Every line with "other" in it must be copied from the data.

Collected data:

Content starts

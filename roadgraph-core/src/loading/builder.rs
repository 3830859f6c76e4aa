use std::sync::Arc;

use hashbrown::HashMap;
use itertools::Itertools;
use log::{info, warn};

use super::config::GraphBuildConfig;
use super::dispatch::{DispatchOptions, WorkUnit, resolve_all};
use super::gather::{RawRoadFacts, gather_road_facts};
use super::store::SpatialStore;
use crate::{
    Error, RoadId,
    model::{GraphNode, GraphStats, RoadClass, RoadEdge, RoadGeometry, RoadGraph},
};

/// Outcome of [`build_road_graph`]
#[derive(Debug)]
pub struct BuildReport {
    pub graph: RoadGraph,
    /// Edges whose travelled geometry could not be resolved
    pub missing_geometry: usize,
    pub stats: GraphStats,
}

/// Builds the road graph from the facts in `store` and writes its snapshot
/// to `config.snapshot_path`.
///
/// # Errors
///
/// Returns an error if the configuration is invalid, the store fails, or
/// the snapshot cannot be written. Gathered facts are cached before a store
/// failure is returned.
pub fn build_road_graph(
    store: &dyn SpatialStore,
    config: &GraphBuildConfig,
) -> Result<BuildReport, Error> {
    config.validate()?;

    let facts = gather_road_facts(store, config)?;
    let mut graph = synthesize_graph(&facts);
    info!(
        "Synthesized graph with {} nodes and {} edges",
        graph.node_count(),
        graph.edge_count()
    );

    info!("Loading road geometries");
    let geometries = store.road_geometries()?;
    let options = DispatchOptions {
        workers: config.workers,
        poll_interval: config.poll_interval(),
        tolerance: config.on_line_tolerance,
    };
    resolve_edge_geometry(&mut graph, &geometries, &options);

    graph.save(&config.snapshot_path)?;

    let stats = graph.stats();
    info!(
        "Road graph built: {} nodes ({} places), {} edges, {} without geometry",
        stats.nodes, stats.places, stats.edges, stats.missing_geometry
    );
    if stats.missing_geometry > 0 {
        warn!(
            "{} of {} edges have no resolved geometry and will not be routed over",
            stats.missing_geometry, stats.edges
        );
    }

    // Fact gathering and WKT parsing leave large freed allocations behind.
    // This returns free memory at the tail of the heap to the system.
    //
    // # Safety
    //
    // This call is safe to use on linux with glibc implementation
    // which is checked by the cfg attribute in compile time.
    #[cfg(all(target_os = "linux", target_env = "gnu"))]
    unsafe {
        if libc::malloc_trim(0) == 0 {
            log::warn!("Memory trimming failed - continuing anyway");
        } else {
            log::debug!("Successfully trimmed unused heap memory");
        }
    }

    Ok(BuildReport {
        missing_geometry: stats.missing_geometry,
        stats,
        graph,
    })
}

/// One edge per unordered pair of nodes sharing a road; geometry and
/// weight are left pending
pub(crate) fn synthesize_graph(facts: &RawRoadFacts) -> RoadGraph {
    let mut graph = RoadGraph::new();
    for (road_id, nodes) in &facts.road_nodes {
        let Some(road) = facts.roads.get(road_id) else {
            warn!("Nodes recorded for unknown road {road_id}");
            continue;
        };
        for (a, b) in nodes.iter().tuple_combinations() {
            if a.id() == b.id() {
                continue;
            }
            let a = graph.add_node(GraphNode::from(a));
            let b = graph.add_node(GraphNode::from(b));
            graph.add_edge(a, b, RoadEdge::pending(road));
        }
    }
    graph
}

/// Resolves the travelled geometry of every edge and derives its weight.
/// Returns the number of edges left without geometry.
pub(crate) fn resolve_edge_geometry(
    graph: &mut RoadGraph,
    geometries: &HashMap<RoadId, Arc<RoadGeometry>>,
    options: &DispatchOptions,
) -> usize {
    let mut units = Vec::with_capacity(graph.edge_count());
    for (idx, a, b, edge) in graph.edges() {
        match geometries.get(&edge.road_id) {
            Some(geometry) => units.push(WorkUnit {
                id: idx.index(),
                from: a.position(),
                road_id: edge.road_id.clone(),
                to: b.position(),
                geometry: Arc::clone(geometry),
            }),
            None => warn!("No geometry stored for road {}", edge.road_id),
        }
    }

    let mut resolved = resolve_all(units, options);

    let mut missing = 0;
    let indices: Vec<_> = graph.graph.edge_indices().collect();
    for idx in indices {
        let Some(edge) = graph.edge_mut(idx) else {
            continue;
        };
        let class = geometries
            .get(&edge.road_id)
            .map_or(RoadClass::Ordinary, |geometry| geometry.class);
        edge.resolve(class, resolved.remove(&idx.index()).flatten());
        if !edge.is_routable() {
            missing += 1;
        }
    }
    missing
}

#[cfg(test)]
mod tests {
    use std::collections::BTreeMap;

    use super::*;
    use crate::geometry::haversine_length;
    use crate::loading::CsvStore;
    use crate::loading::fixtures::write_sample_store;
    use crate::loading::gather::GatherStage;
    use crate::model::{NodeRecord, RoadSegment};
    use crate::routing::RouteAssembler;

    fn config(dir: &std::path::Path) -> GraphBuildConfig {
        GraphBuildConfig {
            snapshot_path: dir.join("graph.json"),
            raw_facts_path: dir.join("facts.json"),
            page_size: 2,
            workers: 3,
            poll_interval: 5,
            ..GraphBuildConfig::default()
        }
    }

    #[test]
    fn rebuild_reuses_gathered_facts() {
        let dir = tempfile::tempdir().unwrap();
        write_sample_store(dir.path());
        let store = CsvStore::open(dir.path()).unwrap();
        let config = config(dir.path());

        let first = build_road_graph(&store, &config).unwrap();
        let second = build_road_graph(&store, &config).unwrap();
        assert_eq!(second.stats, first.stats);
        assert!(RawRoadFacts::load(&config.raw_facts_path).unwrap().unwrap().is_complete());
    }

    #[test]
    fn snapshot_cannot_share_the_fact_cache_path() {
        let dir = tempfile::tempdir().unwrap();
        write_sample_store(dir.path());
        let store = CsvStore::open(dir.path()).unwrap();
        let config = GraphBuildConfig {
            raw_facts_path: dir.path().join("graph.json"),
            ..config(dir.path())
        };

        assert!(matches!(build_road_graph(&store, &config), Err(Error::InvalidData(_))));
        assert!(!dir.path().join("graph.json").exists());
    }

    #[test]
    fn builds_the_sample_ladder() {
        let dir = tempfile::tempdir().unwrap();
        write_sample_store(dir.path());
        let store = CsvStore::open(dir.path()).unwrap();
        let config = config(dir.path());

        let report = build_road_graph(&store, &config).unwrap();
        let graph = &report.graph;

        assert_eq!(report.stats.nodes, 7);
        assert_eq!(report.stats.places, 3);
        assert_eq!(report.stats.edges, 10);
        // Shelbyville and the Elm St / I-10 corner snap to the same vertex
        assert_eq!(report.missing_geometry, 1);
        assert!(!graph.edge_between("102", "1102_1104").unwrap().is_routable());

        for (_, a, b, _) in graph.edges() {
            assert_ne!(a.id(), b.id());
        }

        let main = graph.edge_between("1101_1102", "1101_1103").unwrap();
        assert_eq!(main.name, "Main St");
        assert_eq!(main.geometry.as_ref().map(|g| g.0.len()), Some(3));

        let interstate = graph.edge_between("1102_1104", "1103_1104").unwrap();
        let length = haversine_length(interstate.geometry.as_ref().unwrap());
        assert_eq!(interstate.class, RoadClass::LimitedAccess);
        assert_eq!(interstate.weight, Some(length * 5.0));

        let reloaded = RoadGraph::load(&config.snapshot_path).unwrap();
        assert_eq!(reloaded.stats(), report.stats);
    }

    #[test]
    fn routes_over_the_built_graph() {
        let dir = tempfile::tempdir().unwrap();
        write_sample_store(dir.path());
        let store = CsvStore::open(dir.path()).unwrap();
        let report = build_road_graph(&store, &config(dir.path())).unwrap();

        let route = report.graph.shortest_route("100", "1103_1104").unwrap();
        let assembled = RouteAssembler::new(&store).assemble(route);

        let names: Vec<_> = assembled.legs.iter().map(|leg| leg.name.as_str()).collect();
        assert_eq!(names, ["Main St", "Oak Ave"]);
        assert_eq!(
            assembled.steps[0].trimmed_geometry.as_ref().map(|g| g.0.len()),
            Some(2)
        );
        let one_degree = 111_195.0;
        assert!((assembled.distance() - 2.0 * one_degree).abs() < 200.0);
    }

    #[test]
    fn pairs_on_one_node_are_not_connected() {
        let node = NodeRecord::Intersection {
            id: "1_2".to_string(),
            lat: 0.0,
            lon: 0.0,
        };
        let other = NodeRecord::Intersection {
            id: "1_3".to_string(),
            lat: 0.0,
            lon: 1.0,
        };
        let facts = RawRoadFacts {
            stage: GatherStage::Complete,
            roads: BTreeMap::from([(
                "1".to_string(),
                RoadSegment {
                    id: "1".to_string(),
                    name: "Main St".to_string(),
                },
            )]),
            road_nodes: BTreeMap::from([
                ("1".to_string(), vec![node.clone(), node, other]),
                ("9".to_string(), Vec::new()),
            ]),
        };

        let graph = synthesize_graph(&facts);
        assert_eq!(graph.node_count(), 2);
        assert_eq!(graph.edge_count(), 1);
        assert_eq!(graph.stats().missing_geometry, 1);
    }

    #[test]
    fn edges_of_roads_without_geometry_stay_unweighted() {
        let facts = RawRoadFacts {
            stage: GatherStage::Complete,
            roads: BTreeMap::from([(
                "1".to_string(),
                RoadSegment {
                    id: "1".to_string(),
                    name: "Main St".to_string(),
                },
            )]),
            road_nodes: BTreeMap::from([(
                "1".to_string(),
                vec![
                    NodeRecord::Intersection {
                        id: "1_2".to_string(),
                        lat: 0.0,
                        lon: 0.0,
                    },
                    NodeRecord::Intersection {
                        id: "1_3".to_string(),
                        lat: 0.0,
                        lon: 1.0,
                    },
                ],
            )]),
        };
        let mut graph = synthesize_graph(&facts);

        let missing = resolve_edge_geometry(&mut graph, &HashMap::new(), &DispatchOptions::default());
        assert_eq!(missing, 1);
        assert!(matches!(
            graph.shortest_route("1_2", "1_3"),
            Err(Error::NoPath { .. })
        ));
    }
}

Content ends

Problem solution
        let other = NodeRecord::Intersection {
                ("1".to_string(), vec![node.clone(), node, other]),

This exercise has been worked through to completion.